8. The ‘I always told you so’ syndrome

I must confess that I see this one in myself. Having been involved in permaculture and natural building for many years, I naturally see peak oil as the opportunity to roll out permaculture and straw/clay houses with hemp plasters on a previously unimagined scale. For those interested in organics, peak oil is seen as the opportunity to really step up organics on a far bigger scale. The home-schoolers, the off-the-gridders, the market gardeners and the home composters may well all have their “I told you so” moments. This, for me, is entirely laudable, and a natural reaction for those who have for years been promoting various aspects of the post-carbon society years ahead of time.

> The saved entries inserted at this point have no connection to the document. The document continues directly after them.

use thiserror::Error;

#[derive(Debug, Error)]
pub enum GazeflowError {
    #[error("no study config found above {0}: expected config/study_def.yaml")]
    ConfigNotFound(String),

    #[error("invalid study config: {0}")]
    InvalidConfig(String),

    #[error("invalid override '{0}': expected key=value")]
    InvalidOverride(String),

    #[error("unknown action: {0}")]
    UnknownAction(String),

    #[error("unknown state: {0}")]
    UnknownState(String),

    #[error("unknown pipeline: {0}")]
    UnknownPipeline(String),

    #[error("invalid recording name '{0}': must be alphanumeric with '-', '_' or '.'")]
    InvalidRecordingName(String),

    #[error("recording not found in session definition: {0}")]
    RecordingNotFound(String),

    #[error("action '{action}' does not apply to {entity}: it is {level}-level")]
    EntityMismatch {
        action: String,
        entity: String,
        level: &'static str,
    },

    #[error("no runner registered for action '{0}'")]
    NoRunner(String),

    #[error("action '{action}' failed for {target}: {reason}")]
    ActionFailed {
        action: String,
        target: String,
        reason: String,
    },

    #[error("timeout: '{action}' not completed after {waited_secs:.1} seconds")]
    BarrierTimeout { action: String, waited_secs: f64 },

    #[error("cancelled while processing '{action}'")]
    Cancelled { action: String },

    #[error("failed to launch '{program}': {reason}")]
    SpawnFailed { program: String, reason: String },

    #[error(transparent)]
    Io(#[from] std::io::Error),

    #[error(transparent)]
    Yaml(#[from] serde_yaml::Error),

    #[error(transparent)]
    Json(#[from] serde_json::Error),
}

pub type Result<T> = std::result::Result<T, GazeflowError>;
pub mod actions;
pub mod config;
pub mod run;
pub mod state;
pub mod wait;

use crate::root;
use anyhow::Context;
use clap::Args;
use gazeflow_core::barrier::BarrierOptions;
use gazeflow_core::config::{Overrides, StudyConfig};
use std::path::{Path, PathBuf};
use std::time::Duration;

/// Barrier timing flags shared by `run` and `wait`.
#[derive(Args, Debug, Clone)]
pub struct BarrierArgs {
    /// Give up waiting for an action after this many seconds
    #[arg(long, value_name = "SECS", default_value_t = 900.0)]
    pub timeout: f64,

    /// Seconds between state checks while waiting
    #[arg(long, value_name = "SECS", default_value_t = 2.0)]
    pub poll: f64,
}

impl BarrierArgs {
    pub fn options(&self) -> anyhow::Result<BarrierOptions> {
        let timeout = Duration::try_from_secs_f64(self.timeout)
            .with_context(|| format!("invalid --timeout: {}", self.timeout))?;
        let poll = Duration::try_from_secs_f64(self.poll)
            .with_context(|| format!("invalid --poll: {}", self.poll))?;
        Ok(BarrierOptions::default()
            .with_timeout(timeout)
            .with_poll_interval(poll))
    }
}

/// Locate and load the study config for `root`, applying session and
/// recording override files from `override_dirs` and caller overrides.
pub fn load_study(
    root: &Path,
    config_dir: Option<&Path>,
    override_dirs: &[&Path],
    overrides: &Overrides,
) -> anyhow::Result<(PathBuf, StudyConfig)> {
    let config_dir = root::resolve_config_dir(root, config_dir)?;
    let study = StudyConfig::load_with_overrides(&config_dir, override_dirs, overrides)
        .with_context(|| format!("failed to load study config from {}", config_dir.display()))?;
    Ok((config_dir, study))
}
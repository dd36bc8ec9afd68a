use serde::Serialize;

pub fn print_json<T: Serialize>(value: &T) -> anyhow::Result<()> {
    println!("{}", serde_json::to_string_pretty(value)?);
    Ok(())
}

/// Print left-aligned columns separated by two spaces, with a dashed rule
/// under the header.
pub fn print_table(headers: &[&str], rows: Vec<Vec<String>>) {
    let mut widths: Vec<usize> = headers.iter().map(|h| h.len()).collect();
    for row in &rows {
        for (w, cell) in widths.iter_mut().zip(row) {
            *w = (*w).max(cell.len());
        }
    }

    println!("{}", render_row(headers, &widths));
    let rule: Vec<String> = widths.iter().map(|&w| "-".repeat(w)).collect();
    println!("{}", rule.join("  "));
    for row in &rows {
        println!("{}", render_row(row, &widths));
    }
}

fn render_row<S: AsRef<str>>(cells: &[S], widths: &[usize]) -> String {
    let padded: Vec<String> = cells
        .iter()
        .zip(widths)
        .map(|(cell, &w)| format!("{:w$}", cell.as_ref()))
        .collect();
    padded.join("  ").trim_end().to_string()
}
use crate::error::{GazeflowError, Result};
use regex::Regex;
use std::path::{Path, PathBuf};
use std::sync::OnceLock;

// ---------------------------------------------------------------------------
// File and directory names
// ---------------------------------------------------------------------------

pub const CONFIG_DIR: &str = "config";
pub const STUDY_DEF_FILE: &str = "study_def.yaml";
pub const OVERRIDE_FILE: &str = "study_def_override.yaml";
pub const STATUS_FILE: &str = "gazeflow_status.yaml";

// ---------------------------------------------------------------------------
// Path helpers
// ---------------------------------------------------------------------------

pub fn study_def_path(config_dir: &Path) -> PathBuf {
    config_dir.join(STUDY_DEF_FILE)
}

pub fn override_path(dir: &Path) -> PathBuf {
    dir.join(OVERRIDE_FILE)
}

pub fn recording_dir(session_dir: &Path, recording: &str) -> PathBuf {
    session_dir.join(recording)
}

pub fn session_status_path(session_dir: &Path) -> PathBuf {
    session_dir.join(STATUS_FILE)
}

pub fn recording_status_path(session_dir: &Path, recording: &str) -> PathBuf {
    recording_dir(session_dir, recording).join(STATUS_FILE)
}

/// Locate the study config directory for a session or recording directory.
///
/// Walks upward from `working_dir` and returns the first `config/` directory
/// that contains a `study_def.yaml`.
pub fn guess_config_dir(working_dir: &Path) -> Result<PathBuf> {
    let mut dir = Some(working_dir);
    while let Some(d) = dir {
        let candidate = d.join(CONFIG_DIR);
        if study_def_path(&candidate).is_file() {
            return Ok(candidate);
        }
        dir = d.parent();
    }
    Err(GazeflowError::ConfigNotFound(
        working_dir.display().to_string(),
    ))
}

// ---------------------------------------------------------------------------
// Recording name validation
// ---------------------------------------------------------------------------

static NAME_RE: OnceLock<Regex> = OnceLock::new();

fn name_re() -> &'static Regex {
    NAME_RE.get_or_init(|| Regex::new(r"^[A-Za-z0-9][A-Za-z0-9_.\-]*$").unwrap())
}

/// Recording names double as directory names inside the session.
pub fn validate_recording_name(name: &str) -> Result<()> {
    if name.len() > 128 || !name_re().is_match(name) || name == CONFIG_DIR {
        return Err(GazeflowError::InvalidRecordingName(name.to_string()));
    }
    Ok(())
}

// ---------------------------------------------------------------------------
// Tests
// ---------------------------------------------------------------------------
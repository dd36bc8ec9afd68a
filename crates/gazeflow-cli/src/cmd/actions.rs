use super::load_study;
use crate::output::{print_json, print_table};
use gazeflow_core::config::Overrides;
use gazeflow_core::registry::ActionInfo;
use serde::Serialize;
use std::path::Path;

#[derive(Serialize)]
struct ActionRow {
    #[serde(flatten)]
    info: ActionInfo,
    command: Option<String>,
}

/// List every action with its metadata, plus the configured command when a
/// study config can be found.
pub fn run(root: &Path, config_dir: Option<&Path>, json: bool) -> anyhow::Result<()> {
    let study = match load_study(root, config_dir, &[root], &Overrides::new()) {
        Ok((_, study)) => Some(study),
        Err(e) => {
            tracing::debug!(error = %format!("{e:#}"), "listing actions without study config");
            None
        }
    };

    let rows: Vec<ActionRow> = ActionInfo::all()
        .into_iter()
        .map(|info| {
            let command = study
                .as_ref()
                .and_then(|s| s.command_for(info.action))
                .map(|c| {
                    std::iter::once(c.command.as_str())
                        .chain(c.args.iter().map(String::as_str))
                        .collect::<Vec<_>>()
                        .join(" ")
                });
            ActionRow { info, command }
        })
        .collect();

    if json {
        return print_json(&rows);
    }

    let table = rows
        .iter()
        .map(|r| {
            vec![
                r.info.action.to_string(),
                r.info.displayable_name.to_string(),
                if r.info.is_session_level { "session" } else { "recording" }.to_string(),
                if r.info.needs_gui { "yes" } else { "no" }.to_string(),
                r.command.clone().unwrap_or_else(|| "-".to_string()),
            ]
        })
        .collect();
    print_table(&["ACTION", "NAME", "LEVEL", "GUI", "COMMAND"], table);
    Ok(())
}
pub mod barrier;
pub mod config;
pub mod error;
pub mod io;
pub mod paths;
pub mod pipeline;
pub mod registry;
pub mod runner;
pub mod session;
pub mod state;
pub mod types;

pub use barrier::{wait_until_all_done, BarrierOptions};
pub use error::{GazeflowError, Result};
pub use pipeline::{run_pipeline, Pipeline, PipelineExecutor};
pub use types::{Action, State};
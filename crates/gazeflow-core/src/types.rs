use serde::{Deserialize, Serialize};
use std::fmt;

// ---------------------------------------------------------------------------
// Action
// ---------------------------------------------------------------------------

/// A processing stage applied to a session or to each of its recordings.
///
/// The set is closed. Granularity and GUI requirement are fixed per variant
/// and never change at runtime.
#[derive(Debug, Clone, Copy, PartialEq, Eq, Hash, PartialOrd, Ord, Serialize, Deserialize)]
#[serde(rename_all = "snake_case")]
pub enum Action {
    Import,
    CodeEpisodes,
    DetectMarkers,
    AutoCodeSync,
    AutoCodeTrials,
    SyncEtToCam,
    GazeToPlane,
    SyncToReference,
    RunValidation,
    ComputeGazeDistance,
    ExportTrials,
    MakeGazeOverlayVideo,
    MakeMappedGazeVideo,
}

impl Action {
    pub fn all() -> &'static [Action] {
        &[
            Action::Import,
            Action::CodeEpisodes,
            Action::DetectMarkers,
            Action::AutoCodeSync,
            Action::AutoCodeTrials,
            Action::SyncEtToCam,
            Action::GazeToPlane,
            Action::SyncToReference,
            Action::RunValidation,
            Action::ComputeGazeDistance,
            Action::ExportTrials,
            Action::MakeGazeOverlayVideo,
            Action::MakeMappedGazeVideo,
        ]
    }

    pub fn as_str(self) -> &'static str {
        match self {
            Action::Import => "import",
            Action::CodeEpisodes => "code_episodes",
            Action::DetectMarkers => "detect_markers",
            Action::AutoCodeSync => "auto_code_sync",
            Action::AutoCodeTrials => "auto_code_trials",
            Action::SyncEtToCam => "sync_et_to_cam",
            Action::GazeToPlane => "gaze_to_plane",
            Action::SyncToReference => "sync_to_reference",
            Action::RunValidation => "run_validation",
            Action::ComputeGazeDistance => "compute_gaze_distance",
            Action::ExportTrials => "export_trials",
            Action::MakeGazeOverlayVideo => "make_gaze_overlay_video",
            Action::MakeMappedGazeVideo => "make_mapped_gaze_video",
        }
    }

    pub fn displayable_name(self) -> &'static str {
        match self {
            Action::Import => "Import",
            Action::CodeEpisodes => "Code Episodes",
            Action::DetectMarkers => "Detect Markers",
            Action::AutoCodeSync => "Automatically Code Sync Points",
            Action::AutoCodeTrials => "Automatically Code Trials",
            Action::SyncEtToCam => "Sync Eye Tracker Data to Scene Camera",
            Action::GazeToPlane => "Gaze to Plane",
            Action::SyncToReference => "Sync to Reference Recording",
            Action::RunValidation => "Run Validation",
            Action::ComputeGazeDistance => "Compute Gaze Distance",
            Action::ExportTrials => "Export Trials",
            Action::MakeGazeOverlayVideo => "Make Gaze Overlay Video",
            Action::MakeMappedGazeVideo => "Make Mapped Gaze Video",
        }
    }

    /// True when the action runs once for the whole session instead of once
    /// per recording.
    pub fn is_session_level(self) -> bool {
        matches!(
            self,
            Action::SyncToReference
                | Action::RunValidation
                | Action::ComputeGazeDistance
                | Action::MakeMappedGazeVideo
        )
    }

    /// True when the action needs an interactive window and therefore cannot
    /// be driven from an automated pipeline.
    pub fn needs_gui(self) -> bool {
        matches!(self, Action::CodeEpisodes | Action::SyncEtToCam)
    }
}

impl fmt::Display for Action {
    fn fmt(&self, f: &mut fmt::Formatter<'_>) -> fmt::Result {
        f.write_str(self.as_str())
    }
}

impl std::str::FromStr for Action {
    type Err = crate::error::GazeflowError;

    fn from_str(s: &str) -> Result<Self, Self::Err> {
        let normalized = s.trim().to_ascii_lowercase().replace('-', "_");
        Action::all()
            .iter()
            .copied()
            .find(|a| a.as_str() == normalized)
            .ok_or_else(|| crate::error::GazeflowError::UnknownAction(s.to_string()))
    }
}

// ---------------------------------------------------------------------------
// State
// ---------------------------------------------------------------------------

/// Lifecycle state of one action for one session or recording.
///
/// Transitions: `NotRun → Completed | Failed | Skipped`
///
/// Only the action's own execution writes a state. Anything not yet recorded
/// reads as `NotRun`.
#[derive(Debug, Clone, Copy, PartialEq, Eq, Hash, Default, Serialize, Deserialize)]
#[serde(rename_all = "snake_case")]
pub enum State {
    #[default]
    NotRun,
    Completed,
    Failed,
    Skipped,
}

impl State {
    pub fn as_str(self) -> &'static str {
        match self {
            State::NotRun => "not_run",
            State::Completed => "completed",
            State::Failed => "failed",
            State::Skipped => "skipped",
        }
    }

    pub fn displayable_name(self) -> &'static str {
        match self {
            State::NotRun => "Not Run",
            State::Completed => "Completed",
            State::Failed => "Failed",
            State::Skipped => "Skipped",
        }
    }

    pub fn is_terminal(self) -> bool {
        !matches!(self, State::NotRun)
    }
}

impl fmt::Display for State {
    fn fmt(&self, f: &mut fmt::Formatter<'_>) -> fmt::Result {
        f.write_str(self.as_str())
    }
}

impl std::str::FromStr for State {
    type Err = crate::error::GazeflowError;

    fn from_str(s: &str) -> Result<Self, Self::Err> {
        match s.trim().to_ascii_lowercase().replace('-', "_").as_str() {
            "not_run" => Ok(State::NotRun),
            "completed" => Ok(State::Completed),
            "failed" => Ok(State::Failed),
            "skipped" => Ok(State::Skipped),
            _ => Err(crate::error::GazeflowError::UnknownState(s.to_string())),
        }
    }
}

// ---------------------------------------------------------------------------
// RecordingType
// ---------------------------------------------------------------------------

#[derive(Debug, Clone, Copy, PartialEq, Eq, Serialize, Deserialize)]
#[serde(rename_all = "snake_case")]
pub enum RecordingType {
    EyeTracker,
    Camera,
}

impl fmt::Display for RecordingType {
    fn fmt(&self, f: &mut fmt::Formatter<'_>) -> fmt::Result {
        let s = match self {
            RecordingType::EyeTracker => "eye_tracker",
            RecordingType::Camera => "camera",
        };
        f.write_str(s)
    }
}

// ---------------------------------------------------------------------------
// Tests
// ---------------------------------------------------------------------------

#[cfg(test)]
mod tests {
    use super::*;
    use std::str::FromStr;

    #[test]
    fn action_names_parse_back() {
        for action in Action::all() {
            assert_eq!(Action::from_str(action.as_str()).unwrap(), *action);
        }
        assert_eq!(
            Action::from_str("DETECT-MARKERS").unwrap(),
            Action::DetectMarkers
        );
        assert!(Action::from_str("bogus").is_err());
    }

    #[test]
    fn session_level_actions() {
        let session_level: Vec<Action> = Action::all()
            .iter()
            .copied()
            .filter(|a| a.is_session_level())
            .collect();
        assert_eq!(
            session_level,
            vec![
                Action::SyncToReference,
                Action::RunValidation,
                Action::ComputeGazeDistance,
                Action::MakeMappedGazeVideo,
            ]
        );
    }

    #[test]
    fn gui_actions() {
        assert!(Action::CodeEpisodes.needs_gui());
        assert!(Action::SyncEtToCam.needs_gui());
        assert!(!Action::DetectMarkers.needs_gui());
        assert!(!Action::AutoCodeTrials.needs_gui());
    }

    #[test]
    fn only_not_run_is_non_terminal() {
        assert!(!State::NotRun.is_terminal());
        assert!(State::Completed.is_terminal());
        assert!(State::Failed.is_terminal());
        assert!(State::Skipped.is_terminal());
        assert_eq!(State::default(), State::NotRun);
    }

    #[test]
    fn state_yaml_names() {
        let yaml = serde_yaml::to_string(&State::NotRun).unwrap();
        assert_eq!(yaml.trim(), "not_run");
        let parsed: State = serde_yaml::from_str("skipped").unwrap();
        assert_eq!(parsed, State::Skipped);
    }
}
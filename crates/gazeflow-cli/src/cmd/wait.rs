use super::{load_study, BarrierArgs};
use gazeflow_core::config::Overrides;
use gazeflow_core::{wait_until_all_done, Action};
use std::path::Path;

pub fn run(
    root: &Path,
    config_dir: Option<&Path>,
    action: &str,
    only_relevant: bool,
    barrier: &BarrierArgs,
) -> anyhow::Result<()> {
    let action: Action = action.parse()?;
    let (_, study) = load_study(root, config_dir, &[root], &Overrides::new())?;

    wait_until_all_done(root, action, only_relevant, barrier.options()?, &study)?;

    println!("'{}' completed.", action.displayable_name());
    Ok(())
}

However, there are other people out there who are waiting to use peak oil for their ‘I Always Told You So’ moments from not such benign motivations.

The British National Party have taken to the issue of peak oil with great gusto, popping up at peak oil gatherings and declaring that within the peak oil challenge are the seeds to their ascendancy. Historically, fascists have always preyed on times of economic collapse and hardship, and this one is no different. One needs to take any claims of “I told you so” (including mine) with a questioning mind and great discernment.

It is clear, for example, that for the makers of the classic peak oil film The End of Suburbia, who were no fans of suburbia to start with, peak oil provided a great opportunity to dance upon its grave. The temptation to say “I told you so” can also mean that we neglect to really analyse the strengths and weaknesses of our proposed solutions in the context of diminishing net energy. We need to really think through the implications – in a low-energy context – of our proposals, and not remain too attached to our long-cherished beliefs and ideas. We may find instead that by letting go of them we actually come up with something better and more appropriate to a culture in transition.


Resources

  1. Heinberg, R. (2007) Peak Everything: Waking Up to the Century of Declines, New Society Publishing.
  2. Heinberg, R. (2004) Powerdown: options and actions for a post-carbon world, Clairview Books.
  3. A permaculture teacher at Kinsale FEC, who publishes www.Zone5.org.